As envisioned, the expert controllers would perform the
following functions:
(1) Process Control - The process controller
assimilates specific online data from subsystem
process sensors and inspection probers, and in
turn interprets process anomalies and generates
appropriate responses. Often the generation of
appropriate responses requires simulation of the
potential effects of suggested corrective
actions. This differs from conventional computer
controlled feed back systems in that it can
respond to complex situations by applying domain
expertise to diagnose and correct deficiencies.
The process controller will also make planning and
scheduling decisions as process adjustments are
implemented.
(2) Maintenance Control - The maintenance controller
assimilates real time data from subsystem
equipment and consumable monitors to interpret
equipment anomalies. As anomalies are identified
the expert controller can implement maintenance
tests, note possible deviancies and flag abnormal
transient operation prior to hard failure. The
expert system can isolate a fault, diagnose the
cause, and suggest or implement corrective repair.
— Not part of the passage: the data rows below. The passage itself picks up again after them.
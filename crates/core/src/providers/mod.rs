//! Provider capability contract.
//!
//! Each category exposes exactly its own capability set. Providers receive a
//! normalized payload and answer with a normalized result or a classified
//! [`ProviderError`]; they never touch action-log state.

use std::sync::Arc;

use async_trait::async_trait;
use serde::{Deserialize, Serialize};
use serde_json::Value;
use thiserror::Error;

use crate::domain::action::{ActionPayload, ActionType, ProviderCategory};

pub mod registry;
pub mod sandbox;

pub use registry::{ProviderFactory, ProviderRegistry, RegistryStatus};
pub use sandbox::SandboxProvider;

#[derive(Clone, Debug, PartialEq, Serialize, Deserialize)]
pub struct ProviderResult {
    pub external_id: String,
    pub raw_response: Value,
}

#[derive(Clone, Copy, Debug, PartialEq, Eq, Serialize, Deserialize)]
#[serde(rename_all = "snake_case")]
pub enum ProviderErrorKind {
    /// Rate limiting, network failure, upstream 5xx; eligible for retry.
    Transient,
    /// Authorization or validation failure that a retry cannot fix.
    Permanent,
    /// The provider gave up waiting after the request may have been delivered.
    /// Ends the action in `TIMEOUT`; never retried.
    Timeout,
}

#[derive(Clone, Debug, Error, PartialEq, Eq)]
#[error("{kind:?} provider error `{code}`: {message}")]
pub struct ProviderError {
    pub kind: ProviderErrorKind,
    pub code: String,
    pub message: String,
}

impl ProviderError {
    pub fn transient(code: impl Into<String>, message: impl Into<String>) -> Self {
        Self { kind: ProviderErrorKind::Transient, code: code.into(), message: message.into() }
    }

    pub fn permanent(code: impl Into<String>, message: impl Into<String>) -> Self {
        Self { kind: ProviderErrorKind::Permanent, code: code.into(), message: message.into() }
    }

    pub fn timeout(code: impl Into<String>, message: impl Into<String>) -> Self {
        Self { kind: ProviderErrorKind::Timeout, code: code.into(), message: message.into() }
    }

    pub fn is_transient(&self) -> bool {
        matches!(self.kind, ProviderErrorKind::Transient)
    }
}

#[async_trait]
pub trait CrmProvider: Send + Sync {
    fn name(&self) -> &str;
    async fn create_record(&self, payload: &ActionPayload) -> Result<ProviderResult, ProviderError>;
    async fn update_record(&self, payload: &ActionPayload) -> Result<ProviderResult, ProviderError>;
    async fn find_record(
        &self,
        query: &ActionPayload,
    ) -> Result<Option<ProviderResult>, ProviderError>;
}

#[async_trait]
pub trait HelpdeskProvider: Send + Sync {
    fn name(&self) -> &str;
    async fn create_ticket(&self, payload: &ActionPayload) -> Result<ProviderResult, ProviderError>;
}

#[async_trait]
pub trait CalendarProvider: Send + Sync {
    fn name(&self) -> &str;
    async fn create_event(&self, payload: &ActionPayload) -> Result<ProviderResult, ProviderError>;
}

#[async_trait]
pub trait EmailProvider: Send + Sync {
    fn name(&self) -> &str;
    async fn send_email(&self, payload: &ActionPayload) -> Result<ProviderResult, ProviderError>;
}

#[async_trait]
pub trait KnowledgeProvider: Send + Sync {
    fn name(&self) -> &str;
    async fn store_document(
        &self,
        payload: &ActionPayload,
    ) -> Result<ProviderResult, ProviderError>;
}

/// A resolved provider, tagged with the category it serves.
#[derive(Clone)]
pub enum ProviderHandle {
    Crm(Arc<dyn CrmProvider>),
    Helpdesk(Arc<dyn HelpdeskProvider>),
    Calendar(Arc<dyn CalendarProvider>),
    Email(Arc<dyn EmailProvider>),
    Knowledge(Arc<dyn KnowledgeProvider>),
}

impl ProviderHandle {
    pub fn category(&self) -> ProviderCategory {
        match self {
            Self::Crm(_) => ProviderCategory::Crm,
            Self::Helpdesk(_) => ProviderCategory::Helpdesk,
            Self::Calendar(_) => ProviderCategory::Calendar,
            Self::Email(_) => ProviderCategory::Email,
            Self::Knowledge(_) => ProviderCategory::Knowledge,
        }
    }

    pub fn name(&self) -> &str {
        match self {
            Self::Crm(provider) => provider.name(),
            Self::Helpdesk(provider) => provider.name(),
            Self::Calendar(provider) => provider.name(),
            Self::Email(provider) => provider.name(),
            Self::Knowledge(provider) => provider.name(),
        }
    }

    /// Runs the capability that backs `action_type`.
    pub async fn execute(
        &self,
        action_type: ActionType,
        payload: &ActionPayload,
    ) -> Result<ProviderResult, ProviderError> {
        match (action_type, self) {
            (ActionType::CrmCreate, Self::Crm(provider)) => provider.create_record(payload).await,
            (ActionType::CrmUpdate, Self::Crm(provider)) => provider.update_record(payload).await,
            (ActionType::HelpdeskCreateTicket, Self::Helpdesk(provider)) => {
                provider.create_ticket(payload).await
            }
            (ActionType::CalendarCreateEvent, Self::Calendar(provider)) => {
                provider.create_event(payload).await
            }
            (ActionType::EmailSend, Self::Email(provider)) => provider.send_email(payload).await,
            (ActionType::KnowledgeStore, Self::Knowledge(provider)) => {
                provider.store_document(payload).await
            }
            (action_type, handle) => Err(ProviderError::permanent(
                "capability_mismatch",
                format!(
                    "{} provider `{}` cannot execute {action_type}",
                    handle.category(),
                    handle.name()
                ),
            )),
        }
    }
}

impl std::fmt::Debug for ProviderHandle {
    fn fmt(&self, f: &mut std::fmt::Formatter<'_>) -> std::fmt::Result {
        f.debug_struct("ProviderHandle")
            .field("category", &self.category())
            .field("name", &self.name())
            .finish()
    }
}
Periodically, an electrical probe test will be
performed on selected finished wafers. This consists of
performing up to 73 electrical measurements at various
points on a selected wafer to determine quality and process
accuracy. The process will be accomplished automatically
as it is now, however artificial intelligence techniques
need to be applied to efficiently determine the cause of
any anomalies and appropriate corrective actions.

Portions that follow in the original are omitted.